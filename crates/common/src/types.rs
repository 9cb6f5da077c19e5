use serde::{Deserialize, Serialize};
use uuid::Uuid;

macro_rules! uuid_id {
    ($(#[$meta:meta])* $name:ident) => {
        $(#[$meta])*
        #[derive(Debug, Clone, Copy, PartialEq, Eq, Hash, PartialOrd, Ord, Serialize, Deserialize)]
        #[serde(transparent)]
        pub struct $name(Uuid);

        impl $name {
            /// Creates a new random id.
            pub fn new() -> Self {
                Self(Uuid::new_v4())
            }

            /// Creates an id from an existing UUID.
            pub fn from_uuid(uuid: Uuid) -> Self {
                Self(uuid)
            }

            /// Parses an id from its textual (hyphenated or simple) form.
            pub fn parse(raw: &str) -> Result<Self, uuid::Error> {
                Uuid::parse_str(raw.trim()).map(Self)
            }

            /// Returns the underlying UUID.
            pub fn as_uuid(&self) -> Uuid {
                self.0
            }
        }

        impl Default for $name {
            fn default() -> Self {
                Self::new()
            }
        }

        impl std::fmt::Display for $name {
            fn fmt(&self, f: &mut std::fmt::Formatter<'_>) -> std::fmt::Result {
                write!(f, "{}", self.0)
            }
        }

        impl std::str::FromStr for $name {
            type Err = uuid::Error;

            fn from_str(s: &str) -> Result<Self, Self::Err> {
                Self::parse(s)
            }
        }

        impl From<Uuid> for $name {
            fn from(uuid: Uuid) -> Self {
                Self(uuid)
            }
        }

        impl From<$name> for Uuid {
            fn from(id: $name) -> Self {
                id.0
            }
        }
    };
}

uuid_id! {
    /// Identity of a user document.
    UserId
}

uuid_id! {
    /// Identity of a catalog product.
    ProductId
}

uuid_id! {
    /// Identity of a placed order.
    OrderId
}

uuid_id! {
    /// Identity of a stored address.
    AddressId
}

/// Money amount represented in cents to avoid floating point issues.
///
/// Serialized as a bare integer number of cents.
#[derive(Debug, Clone, Copy, PartialEq, Eq, PartialOrd, Ord, Hash, Serialize, Deserialize)]
#[serde(transparent)]
pub struct Money(i64);

impl Money {
    /// Creates a new Money amount from cents.
    pub fn from_cents(cents: i64) -> Self {
        Self(cents)
    }

    /// Returns zero money.
    pub fn zero() -> Self {
        Self(0)
    }

    /// Returns the amount in cents.
    pub fn cents(&self) -> i64 {
        self.0
    }

    /// Returns the dollar portion (whole number).
    pub fn dollars(&self) -> i64 {
        self.0 / 100
    }

    /// Returns the cents portion (remainder after dollars).
    pub fn cents_part(&self) -> i64 {
        self.0.abs() % 100
    }

    /// Returns true if the amount is zero.
    pub fn is_zero(&self) -> bool {
        self.0 == 0
    }

    /// Returns true if the amount is negative.
    pub fn is_negative(&self) -> bool {
        self.0 < 0
    }

    /// Adds two amounts, returning `None` if the result does not fit.
    pub fn checked_add(self, rhs: Money) -> Option<Money> {
        self.0.checked_add(rhs.0).map(Money)
    }

    /// Sums amounts, returning `None` on overflow instead of wrapping.
    pub fn checked_sum<I>(amounts: I) -> Option<Money>
    where
        I: IntoIterator<Item = Money>,
    {
        amounts
            .into_iter()
            .try_fold(Money::zero(), |acc, m| acc.checked_add(m))
    }
}

impl Default for Money {
    fn default() -> Self {
        Self::zero()
    }
}

impl std::fmt::Display for Money {
    fn fmt(&self, f: &mut std::fmt::Formatter<'_>) -> std::fmt::Result {
        if self.0 < 0 {
            write!(f, "-${}.{:02}", self.dollars().abs(), self.cents_part())
        } else {
            write!(f, "${}.{:02}", self.dollars(), self.cents_part())
        }
    }
}

impl std::ops::Add for Money {
    type Output = Money;

    fn add(self, rhs: Self) -> Self::Output {
        Money(self.0 + rhs.0)
    }
}

impl std::ops::AddAssign for Money {
    fn add_assign(&mut self, rhs: Self) {
        self.0 += rhs.0;
    }
}

impl std::iter::Sum for Money {
    fn sum<I: Iterator<Item = Money>>(iter: I) -> Self {
        iter.fold(Money::zero(), |acc, m| acc + m)
    }
}

impl<'a> std::iter::Sum<&'a Money> for Money {
    fn sum<I: Iterator<Item = &'a Money>>(iter: I) -> Self {
        iter.copied().sum()
    }
}

#[cfg(test)]
mod tests {
    use super::*;

    #[test]
    fn ids_are_unique() {
        assert_ne!(UserId::new(), UserId::new());
        assert_ne!(OrderId::new(), OrderId::new());
    }

    #[test]
    fn id_parse_accepts_hyphenated_and_trims() {
        let uuid = Uuid::new_v4();
        let parsed = UserId::parse(&format!(" {uuid} ")).unwrap();
        assert_eq!(parsed.as_uuid(), uuid);
    }

    #[test]
    fn id_parse_rejects_mongo_style_hex() {
        assert!(ProductId::parse("60d5f483f8658e6b9c8e4d65").is_err());
        assert!(ProductId::parse("").is_err());
    }

    #[test]
    fn id_serializes_as_plain_string() {
        let id = ProductId::new();
        let json = serde_json::to_string(&id).unwrap();
        assert_eq!(json, format!("\"{id}\""));
    }

    #[test]
    fn money_display() {
        assert_eq!(Money::from_cents(1234).to_string(), "$12.34");
        assert_eq!(Money::from_cents(5).to_string(), "$0.05");
        assert_eq!(Money::from_cents(-1234).to_string(), "-$12.34");
    }

    #[test]
    fn money_sum_keeps_fractional_cents() {
        let prices = [Money::from_cents(199), Money::from_cents(1), Money::from_cents(250)];
        let total: Money = prices.iter().sum();
        assert_eq!(total.cents(), 450);
        assert_eq!(total.to_string(), "$4.50");
    }

    #[test]
    fn money_checked_add_reports_overflow() {
        let max = Money::from_cents(i64::MAX);
        assert_eq!(max.checked_add(Money::from_cents(1)), None);
        assert_eq!(
            Money::from_cents(40).checked_add(Money::from_cents(2)),
            Some(Money::from_cents(42))
        );
        assert_eq!(Money::checked_sum([max, max]), None);
        assert_eq!(Money::checked_sum(Vec::<Money>::new()), Some(Money::zero()));
    }

    #[test]
    fn money_serializes_as_cents() {
        assert_eq!(serde_json::to_string(&Money::from_cents(370)).unwrap(), "370");
        let parsed: Money = serde_json::from_str("99").unwrap();
        assert_eq!(parsed, Money::from_cents(99));
    }
}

☆ ☆ ☆ ☆ ☆ ☆ ☆

The full listing above needs to be given again exactly.

filename crates/common/src/types.rs
repository 9cb6f5da077c19e5
use serde::{Deserialize, Serialize};
use uuid::Uuid;

macro_rules! uuid_id {
    ($(#[$meta:meta])* $name:ident) => {
        $(#[$meta])*
        #[derive(Debug, Clone, Copy, PartialEq, Eq, Hash, PartialOrd, Ord, Serialize, Deserialize)]
        #[serde(transparent)]
        pub struct $name(Uuid);

        impl $name {
            /// Creates a new random id.
            pub fn new() -> Self {
                Self(Uuid::new_v4())
            }

            /// Creates an id from an existing UUID.
            pub fn from_uuid(uuid: Uuid) -> Self {
                Self(uuid)
            }

            /// Parses an id from its textual (hyphenated or simple) form.
            pub fn parse(raw: &str) -> Result<Self, uuid::Error> {
                Uuid::parse_str(raw.trim()).map(Self)
            }

            /// Returns the underlying UUID.
            pub fn as_uuid(&self) -> Uuid {
                self.0
            }
        }

        impl Default for $name {
            fn default() -> Self {
                Self::new()
            }
        }

        impl std::fmt::Display for $name {
            fn fmt(&self, f: &mut std::fmt::Formatter<'_>) -> std::fmt::Result {
                write!(f, "{}", self.0)
            }
        }

        impl std::str::FromStr for $name {
            type Err = uuid::Error;

            fn from_str(s: &str) -> Result<Self, Self::Err> {
                Self::parse(s)
            }
        }

        impl From<Uuid> for $name {
            fn from(uuid: Uuid) -> Self {
                Self(uuid)
            }
        }

        impl From<$name> for Uuid {
            fn from(id: $name) -> Self {
                id.0
            }
        }
    };
}

uuid_id! {
    /// Identity of a user document.
    UserId
}

uuid_id! {
    /// Identity of a catalog product.
    ProductId
}

uuid_id! {
    /// Identity of a placed order.
    OrderId
}

uuid_id! {
    /// Identity of a stored address.
    AddressId
}

/// Money amount represented in cents to avoid floating point issues.
///
/// Serialized as a bare integer number of cents.
#[derive(Debug, Clone, Copy, PartialEq, Eq, PartialOrd, Ord, Hash, Serialize, Deserialize)]
#[serde(transparent)]
pub struct Money(i64);

impl Money {
    /// Creates a new Money amount from cents.
    pub fn from_cents(cents: i64) -> Self {
        Self(cents)
    }

    /// Returns zero money.
    pub fn zero() -> Self {
        Self(0)
    }

    /// Returns the amount in cents.
    pub fn cents(&self) -> i64 {
        self.0
    }

    /// Returns the dollar portion (whole number).
    pub fn dollars(&self) -> i64 {
        self.0 / 100
    }

    /// Returns the cents portion (remainder after dollars).
    pub fn cents_part(&self) -> i64 {
        self.0.abs() % 100
    }

    /// Returns true if the amount is zero.
    pub fn is_zero(&self) -> bool {
        self.0 == 0
    }

    /// Returns true if the amount is negative.
    pub fn is_negative(&self) -> bool {
        self.0 < 0
    }

    /// Adds two amounts, returning `None` if the result does not fit.
    pub fn checked_add(self, rhs: Money) -> Option<Money> {
        self.0.checked_add(rhs.0).map(Money)
    }

    /// Sums amounts, returning `None` on overflow instead of wrapping.
    pub fn checked_sum<I>(amounts: I) -> Option<Money>
    where
        I: IntoIterator<Item = Money>,
    {
        amounts
            .into_iter()
            .try_fold(Money::zero(), |acc, m| acc.checked_add(m))
    }
}

impl Default for Money {
    fn default() -> Self {
        Self::zero()
    }
}

impl std::fmt::Display for Money {
    fn fmt(&self, f: &mut std::fmt::Formatter<'_>) -> std::fmt::Result {
        if self.0 < 0 {
            write!(f, "-${}.{:02}", self.dollars().abs(), self.cents_part())
        } else {
            write!(f, "${}.{:02}", self.dollars(), self.cents_part())
        }
    }
}

impl std::ops::Add for Money {
    type Output = Money;

    fn add(self, rhs: Self) -> Self::Output {
        Money(self.0 + rhs.0)
    }
}

impl std::ops::AddAssign for Money {
    fn add_assign(&mut self, rhs: Self) {
        self.0 += rhs.0;
    }
}

impl std::iter::Sum for Money {
    fn sum<I: Iterator<Item = Money>>(iter: I) -> Self {
        iter.fold(Money::zero(), |acc, m| acc + m)
    }
}

impl<'a> std::iter::Sum<&'a Money> for Money {
    fn sum<I: Iterator<Item = &'a Money>>(iter: I) -> Self {
        iter.copied().sum()
    }
}

#[cfg(test)]
mod tests {
    use super::*;

    #[test]
    fn ids_are_unique() {
        assert_ne!(UserId::new(), UserId::new());
        assert_ne!(OrderId::new(), OrderId::new());
    }

    #[test]
    fn id_parse_accepts_hyphenated_and_trims() {
        let uuid = Uuid::new_v4();
        let parsed = UserId::parse(&format!(" {uuid} ")).unwrap();
        assert_eq!(parsed.as_uuid(), uuid);
    }

    #[test]
    fn id_parse_rejects_mongo_style_hex() {
        assert!(ProductId::parse("60d5f483f8658e6b9c8e4d65").is_err());
        assert!(ProductId::parse("").is_err());
    }

    #[test]
    fn id_serializes_as_plain_string() {
        let id = ProductId::new();
        let json = serde_json::to_string(&id).unwrap();
        assert_eq!(json, format!("\"{id}\""));
    }

    #[test]
    fn money_display() {
        assert_eq!(Money::from_cents(1234).to_string(), "$12.34");
        assert_eq!(Money::from_cents(5).to_string(), "$0.05");
        assert_eq!(Money::from_cents(-1234).to_string(), "-$12.34");
    }

    #[test]
    fn money_sum_keeps_fractional_cents() {
        let prices = [Money::from_cents(199), Money::from_cents(1), Money::from_cents(250)];
        let total: Money = prices.iter().sum();
        assert_eq!(total.cents(), 450);
        assert_eq!(total.to_string(), "$4.50");
    }

    #[test]
    fn money_checked_add_reports_overflow() {
        let max = Money::from_cents(i64::MAX);
        assert_eq!(max.checked_add(Money::from_cents(1)), None);
        assert_eq!(
            Money::from_cents(40).checked_add(Money::from_cents(2)),
            Some(Money::from_cents(42))
        );
        assert_eq!(Money::checked_sum([max, max]), None);
        assert_eq!(Money::checked_sum(Vec::<Money>::new()), Some(Money::zero()));
    }

    #[test]
    fn money_serializes_as_cents() {
        assert_eq!(serde_json::to_string(&Money::from_cents(370)).unwrap(), "370");
        let parsed: Money = serde_json::from_str("99").unwrap();
        assert_eq!(parsed, Money::from_cents(99));
    }
}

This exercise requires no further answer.